# Invasive alien red-eared slider turtle found in Bundaberg backyard



## Flaviemys purvisi (May 4, 2019)

*By Sarah Jane Bell
Friday, May 3rd, 2019.*



*The small red-eared slider turtle is native to the USA.
Supplied: Bundaberg Regional Council*


*An invasive species of turtle known to be aggressive and to carry diseases that threaten Australia's native turtles has been found in a backyard in Bundaberg in southern Queensland.*

The red-eared slider turtle, which is native to the USA, is a freshwater turtle about 30 centimetres in size, with a distinctive red strip behind each ear.

One of the turtles was found last month in an Avoca garden, prompting Biosecurity Queensland to launch an investigation.

Biosecurity Queensland said the International Union for Conservation of Nature lists the red-eared slider turtle as one of the world's 100 worst invasive alien species.

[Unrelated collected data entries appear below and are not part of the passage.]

//! Histogram analysis.
//!
//! Builds fixed-resolution per-channel histograms (including the derived
//! Lightness/Saturation/Luminance channels) with cumulative counts, and
//! answers the interpolated clip-level and normalized-count queries that
//! drive auto-stretch parameters.


use std::collections::HashMap;

use crate::buffer::SampleBuffer;
use crate::color::{rgb_to_hsl, rgb_to_hsv, weighted_luminance};
use crate::config::HISTOGRAM_RESOLUTION;
use crate::transform::StfCurve;

/// A channel of interest for histogram queries.
#[derive(Debug, Clone, Copy, PartialEq, Eq, Hash)]
pub enum HistogramChannel {
    /// A real buffer channel (0 = R or K, 1 = G, 2 = B)
    Direct(u8),
    /// HSL lightness
    Lightness,
    /// HSV saturation
    Saturation,
    /// Coefficient-weighted luminance
    Luminance,
}

/// How per-channel query results are folded into one value.
#[derive(Debug, Clone, Copy, PartialEq, Eq)]
pub enum ClipAggregator {
    Min,
    Max,
}

/// First/last populated level of a histogram.
#[derive(Debug, Clone, Copy, PartialEq)]
pub struct HistogramEnds {
    pub low: f64,
    pub high: f64,
    pub non_empty_bins: usize,
}

/// Fixed-resolution histogram of one channel with cumulative counts.
#[derive(Debug, Clone)]
pub struct ChannelHistogram {
    bins: Vec<u32>,
    cumulative: Vec<u64>,
    total: u64,
}

impl ChannelHistogram {
    /// Build from an iterator of normalized values. Values are clamped
    /// into [0, 1] before binning.
    pub fn from_values<I: IntoIterator<Item = f32>>(values: I) -> Self {
        let mut bins = vec![0u32; HISTOGRAM_RESOLUTION];
        let scale = (HISTOGRAM_RESOLUTION - 1) as f32;
        let mut total = 0u64;
        for value in values {
            let bucket =
                ((value.clamp(0.0, 1.0) * scale) as usize).min(HISTOGRAM_RESOLUTION - 1);
            bins[bucket] += 1;
            total += 1;
        }
        let mut cumulative = Vec::with_capacity(bins.len());
        let mut acc = 0u64;
        for &count in &bins {
            acc += u64::from(count);
            cumulative.push(acc);
        }
        Self {
            bins,
            cumulative,
            total,
        }
    }

    pub fn bins(&self) -> &[u32] {
        &self.bins
    }

    /// Inclusive cumulative counts, `cumulative[k]` = samples in bins 0..=k.
    pub fn cumulative(&self) -> &[u64] {
        &self.cumulative
    }

    pub fn total(&self) -> u64 {
        self.total
    }

    /// Cumulative fraction of samples at or below `level`, linearly
    /// interpolated within the containing bin.
    pub fn normalized_count(&self, level: f64) -> f64 {
        if self.total == 0 {
            return 0.0;
        }
        let level = level.clamp(0.0, 1.0);
        let pos = level * self.bins.len() as f64;
        let k = (pos as usize).min(self.bins.len() - 1);
        let frac = pos - k as f64;
        let below = if k > 0 { self.cumulative[k - 1] } else { 0 };
        let count = below as f64 + f64::from(self.bins[k]) * frac;
        count / self.total as f64
    }

    /// Smallest normalized level whose cumulative count from the low end
    /// reaches `count`, interpolated within the containing bin.
    pub fn clip_level_from_low_count(&self, count: f64) -> f64 {
        if count <= 0.0 {
            return 0.0;
        }
        let mut acc = 0.0f64;
        for (k, &bin) in self.bins.iter().enumerate() {
            let bin = f64::from(bin);
            if acc + bin >= count {
                let frac = if bin > 0.0 { (count - acc) / bin } else { 0.0 };
                return (k as f64 + frac) / self.bins.len() as f64;
            }
            acc += bin;
        }
        1.0
    }

    /// Largest normalized level whose cumulative count from the high end
    /// reaches `count`, interpolated within the containing bin.
    pub fn clip_level_from_high_count(&self, count: f64) -> f64 {
        if count <= 0.0 {
            return 1.0;
        }
        let mut acc = 0.0f64;
        for (k, &bin) in self.bins.iter().enumerate().rev() {
            let bin = f64::from(bin);
            if acc + bin >= count {
                let frac = if bin > 0.0 { (count - acc) / bin } else { 0.0 };
                return (k as f64 + 1.0 - frac) / self.bins.len() as f64;
            }
            acc += bin;
        }
        0.0
    }

    /// Interpolated median level.
    pub fn median(&self) -> f64 {
        self.clip_level_from_low_count(self.total as f64 / 2.0)
    }

    /// First and last populated levels.
    pub fn ends(&self) -> HistogramEnds {
        let n = self.bins.len();
        let low = self
            .bins
            .iter()
            .position(|&c| c > 0)
            .map_or(0.0, |k| k as f64 / (n - 1) as f64);
        let high = self
            .bins
            .iter()
            .rposition(|&c| c > 0)
            .map_or(1.0, |k| k as f64 / (n - 1) as f64);
        let non_empty_bins = self.bins.iter().filter(|&&c| c > 0).count();
        HistogramEnds {
            low,
            high,
            non_empty_bins,
        }
    }
}

/// Per-channel histogram queries over one sample buffer, with histograms
/// built lazily and cached per channel.
pub struct HistogramAnalyzer<'a> {
    buffer: &'a SampleBuffer,
    lum_coefficients: [f64; 3],
    cache: HashMap<HistogramChannel, ChannelHistogram>,
}

impl<'a> HistogramAnalyzer<'a> {
    pub fn new(buffer: &'a SampleBuffer, lum_coefficients: [f64; 3]) -> Self {
        Self {
            buffer,
            lum_coefficients,
            cache: HashMap::new(),
        }
    }

    /// Values of one (possibly derived) channel.
    fn channel_values(&self, channel: HistogramChannel) -> Result<Vec<f32>, String> {
        let buf = self.buffer;
        match channel {
            HistogramChannel::Direct(c) => {
                if c >= buf.channels() {
                    return Err(format!(
                        "Histogram channel {} not available, image has {}",
                        c,
                        buf.channels()
                    ));
                }
                Ok(buf
                    .data()
                    .iter()
                    .skip(c as usize)
                    .step_by(buf.channels() as usize)
                    .copied()
                    .collect())
            }
            _ => {
                if buf.channels() != 3 {
                    return Err(format!(
                        "Derived histogram channel {:?} requires an RGB image",
                        channel
                    ));
                }
                Ok(buf
                    .data()
                    .chunks_exact(3)
                    .map(|p| match channel {
                        HistogramChannel::Lightness => rgb_to_hsl(p[0], p[1], p[2]).l,
                        HistogramChannel::Saturation => rgb_to_hsv(p[0], p[1], p[2]).s,
                        _ => weighted_luminance(p[0], p[1], p[2], &self.lum_coefficients) as f32,
                    })
                    .collect())
            }
        }
    }

    /// Histogram (bins + cumulative) for one channel.
    pub fn histogram_for(
        &mut self,
        channel: HistogramChannel,
    ) -> Result<&ChannelHistogram, String> {
        if !self.cache.contains_key(&channel) {
            let hist = ChannelHistogram::from_values(self.channel_values(channel)?);
            self.cache.insert(channel, hist);
        }
        Ok(&self.cache[&channel])
    }

    /// Interpolated cumulative fraction at `level`, aggregated across a
    /// channel set.
    pub fn normalized_count(
        &mut self,
        level: f64,
        channels: &[HistogramChannel],
        aggregator: ClipAggregator,
    ) -> Result<f64, String> {
        self.aggregate(channels, aggregator, |h| h.normalized_count(level))
    }

    /// Inverse lookup from the low end, aggregated by minimum.
    pub fn clip_level_from_low_count(
        &mut self,
        count: f64,
        channels: &[HistogramChannel],
    ) -> Result<f64, String> {
        self.aggregate(channels, ClipAggregator::Min, |h| {
            h.clip_level_from_low_count(count)
        })
    }

    /// Inverse lookup from the high end, aggregated by maximum.
    pub fn clip_level_from_high_count(
        &mut self,
        count: f64,
        channels: &[HistogramChannel],
    ) -> Result<f64, String> {
        self.aggregate(channels, ClipAggregator::Max, |h| {
            h.clip_level_from_high_count(count)
        })
    }

    fn aggregate<F: Fn(&ChannelHistogram) -> f64>(
        &mut self,
        channels: &[HistogramChannel],
        aggregator: ClipAggregator,
        query: F,
    ) -> Result<f64, String> {
        if channels.is_empty() {
            return Err("Histogram query over an empty channel set".to_string());
        }
        let mut out: Option<f64> = None;
        for &ch in channels {
            let v = query(self.histogram_for(ch)?);
            out = Some(match (out, aggregator) {
                (None, _) => v,
                (Some(acc), ClipAggregator::Min) => acc.min(v),
                (Some(acc), ClipAggregator::Max) => acc.max(v),
            });
        }
        Ok(out.unwrap_or(0.0))
    }

    /// Median and median absolute deviation of one channel, both via
    /// interpolated histogram lookups.
    pub fn median_and_mad(&mut self, channel: HistogramChannel) -> Result<(f64, f64), String> {
        let median = self.histogram_for(channel)?.median();
        let values = self.channel_values(channel)?;
        let deviations =
            ChannelHistogram::from_values(values.iter().map(|&v| (f64::from(v) - median).abs() as f32));
        Ok((median, deviations.median()))
    }

    /// Derive STF auto-stretch curves from target statistics: one curve
    /// per color channel, or a single channel-averaged curve in linked
    /// mode.
    pub fn derive_stf_curves(&mut self, linked: bool) -> Result<Vec<StfCurve>, String> {
        let channels = self.buffer.channels();
        let mut stats = Vec::with_capacity(channels as usize);
        for c in 0..channels {
            stats.push(self.median_and_mad(HistogramChannel::Direct(c))?);
        }
        if linked || channels == 1 {
            Ok(vec![StfCurve::linked(&stats)])
        } else {
            Ok(stats
                .iter()
                .map(|&(median, mad)| StfCurve::from_stats(median, mad))
                .collect())
        }
    }
}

The Bundaberg Regional Council is subsequently undertaking a wide-scale surveillance operation in the region.

Bundaberg Regional Councillor Wayne Honor said the turtle was listed as a restricted invasive animal under the Biosecurity Act.

_"Fortunately, the resident who found the turtle, which had made its way into their backyard, reported it immediately to Council and the Department of Fisheries and Agriculture,"_ Councillor Honor said.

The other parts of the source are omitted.